用于确定生物分子组装体中极性和质子性的自旋标记电子顺磁共振：跨膜分布

Spin-Label EPR for Determining Polarity and Proticity in Biomolecular Assemblies: Transmembrane Profiles.

作者信息

Marsh Derek

机构信息

Abteilung Spektroskopie, Max-Planck-Institut für biophysikalische Chemie, 37070 Göttingen, Germany.

出版信息

Appl Magn Reson. 2010 Jan;37(1-4):435-454. doi: 10.1007/s00723-009-0078-3. Epub 2009 Nov 17.

DOI:10.1007/s00723-009-0078-3

PMID:19960064

原文链接:https://pmc.ncbi.nlm.nih.gov/articles/PMC2784069/

Abstract

Hyperfine couplings and g-values of nitroxyl spin labels are sensitive to polarity and hydrogen bonding in the environment probed. The dependences of these electronic paramagnetic resonance (EPR) properties on environmental dielectric permittivity and proticity are reviewed. Calibrations are given, in terms of the Block-Walker reaction field and local proton donor concentration, for the nitroxides that are commonly used in spin labeling of lipids and proteins.
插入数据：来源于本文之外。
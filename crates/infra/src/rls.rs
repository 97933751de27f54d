//! PostgreSQL row-level-security DDL for the policy catalogue.
//!
//! The in-process evaluator and the database enforce the same rules: the
//! output of [`render_policies`] is applied to a Postgres deployment so that
//! direct database access (bypassing the HTTP layer) is still row-filtered.

use std::fmt::Write as _;

use hrms_auth::{Action, PolicyRule, Predicate, Table, POLICIES};

const IS_SUPERADMIN_FN: &str = "\
CREATE OR REPLACE FUNCTION is_superadmin()
RETURNS boolean
LANGUAGE sql
SECURITY DEFINER
STABLE
SET search_path = public
AS $$
  SELECT EXISTS (
    SELECT 1 FROM users WHERE id = auth.uid() AND role = 'superadmin'
  );
$$;
";

/// Column holding the company that scopes a row.
fn tenant_column(table: Table) -> &'static str {
    match table {
        Table::Companies => "id",
        _ => "company_id",
    }
}

/// SQL boolean expression for `predicate` evaluated on a row of `table`.
pub fn predicate_sql(table: Table, predicate: Predicate) -> String {
    let t = table.as_str();
    match predicate {
        Predicate::Always => "true".to_string(),
        Predicate::IsSelf => format!("auth.uid() = {t}.id"),
        Predicate::IsOwner => format!("auth.uid() = {t}.user_id"),
        Predicate::AdminOfRowCompany => format!(
            "auth.uid() IN (SELECT user_id FROM company_admins WHERE company_id = {t}.{})",
            tenant_column(table)
        ),
        Predicate::Superadmin => "is_superadmin()".to_string(),
    }
}

/// One `CREATE POLICY` statement.
pub fn policy_sql(rule: &PolicyRule) -> String {
    let clause = match rule.action {
        Action::Insert => "WITH CHECK",
        _ => "USING",
    };
    format!(
        "CREATE POLICY \"{}\" ON {} FOR {} {} ({});",
        rule.name.replace('"', "\"\""),
        rule.table.as_str(),
        rule.action.sql_keyword(),
        clause,
        predicate_sql(rule.table, rule.predicate),
    )
}

/// Full policy script: helper function, RLS enablement, then every rule.
///
/// Tables with no rule for an action are left without a policy for it, which
/// Postgres treats as deny once RLS is enabled.
pub fn render_policies() -> String {
    let mut out = String::new();
    out.push_str(IS_SUPERADMIN_FN);
    out.push('\n');

    for table in Table::ALL {
        let _ = writeln!(out, "ALTER TABLE {} ENABLE ROW LEVEL SECURITY;", table.as_str());
    }

    for table in Table::ALL {
        out.push('\n');
        let _ = writeln!(out, "-- {}", table.as_str());
        for rule in POLICIES.iter().filter(|r| r.table == table) {
            out.push_str(&policy_sql(rule));
            out.push('\n');
        }
    }
    out
}
//! HTTP API application wiring (Axum router + service wiring).
//!
//! Layout:
//! - `services.rs`: store + actor resolution shared by every handler
//! - `routes/`: HTTP routes + handlers (one file per table)
//! - `dto.rs`: request DTOs and parsing helpers
//! - `errors.rs`: consistent error responses

use std::sync::Arc;

use axum::{routing::get, Extension, Router};
use tower::ServiceBuilder;

use hrms_infra::RowStore;

use crate::middleware;

pub mod dto;
pub mod errors;
pub mod routes;
pub mod services;

/// Build the full HTTP router (public entrypoint used by `main.rs`).
pub fn build_app(jwt_secret: String, store: Arc<dyn RowStore>) -> Router {
    let jwt = Arc::new(hrms_auth::Hs256JwtValidator::new(jwt_secret.into_bytes()));
    let auth_state = middleware::AuthState { jwt };

    let services = Arc::new(services::AppServices::new(store));

    // Protected routes: require a valid bearer token.
    let protected = routes::router()
        .layer(Extension(services))
        .layer(axum::middleware::from_fn_with_state(
            auth_state,
            middleware::auth_middleware,
        ));

    Router::new()
        .route("/health", get(routes::system::health))
        .merge(protected)
        .layer(ServiceBuilder::new())
}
Applications to studies of the transverse polarity profiles in lipid bilayers, which constitute the permeability barrier of biological membranes, are reviewed. Emphasis is given to parallels with the permeation profiles of oxygen and nitric oxide that are determined from spin-label relaxation enhancements by using nonlinear continuous-wave EPR and saturation recovery EPR, and with permeation profiles of D(2)O that are determined by using (2)H electron spin echo envelope modulation spectroscopy.

摘要

硝酰自旋标记物的超精细耦合和g值对所探测环境中的极性和氢键敏感。本文综述了这些电子顺磁共振（EPR）性质对环境介电常数和质子性的依赖性。根据用于脂质和蛋白质自旋标记的常见氮氧化物的布洛赫-沃克反应场和局部质子供体浓度进行了校准。本文还综述了其在构成生物膜渗透屏障的脂质双层横向极性分布研究中的应用。重点介绍了与通过非线性连续波EPR和饱和恢复EPR由自旋标记弛豫增强确定的氧气和一氧化氮渗透分布以及通过2H电子自旋回波包络调制光谱确定的D(2)O渗透分布的相似之处。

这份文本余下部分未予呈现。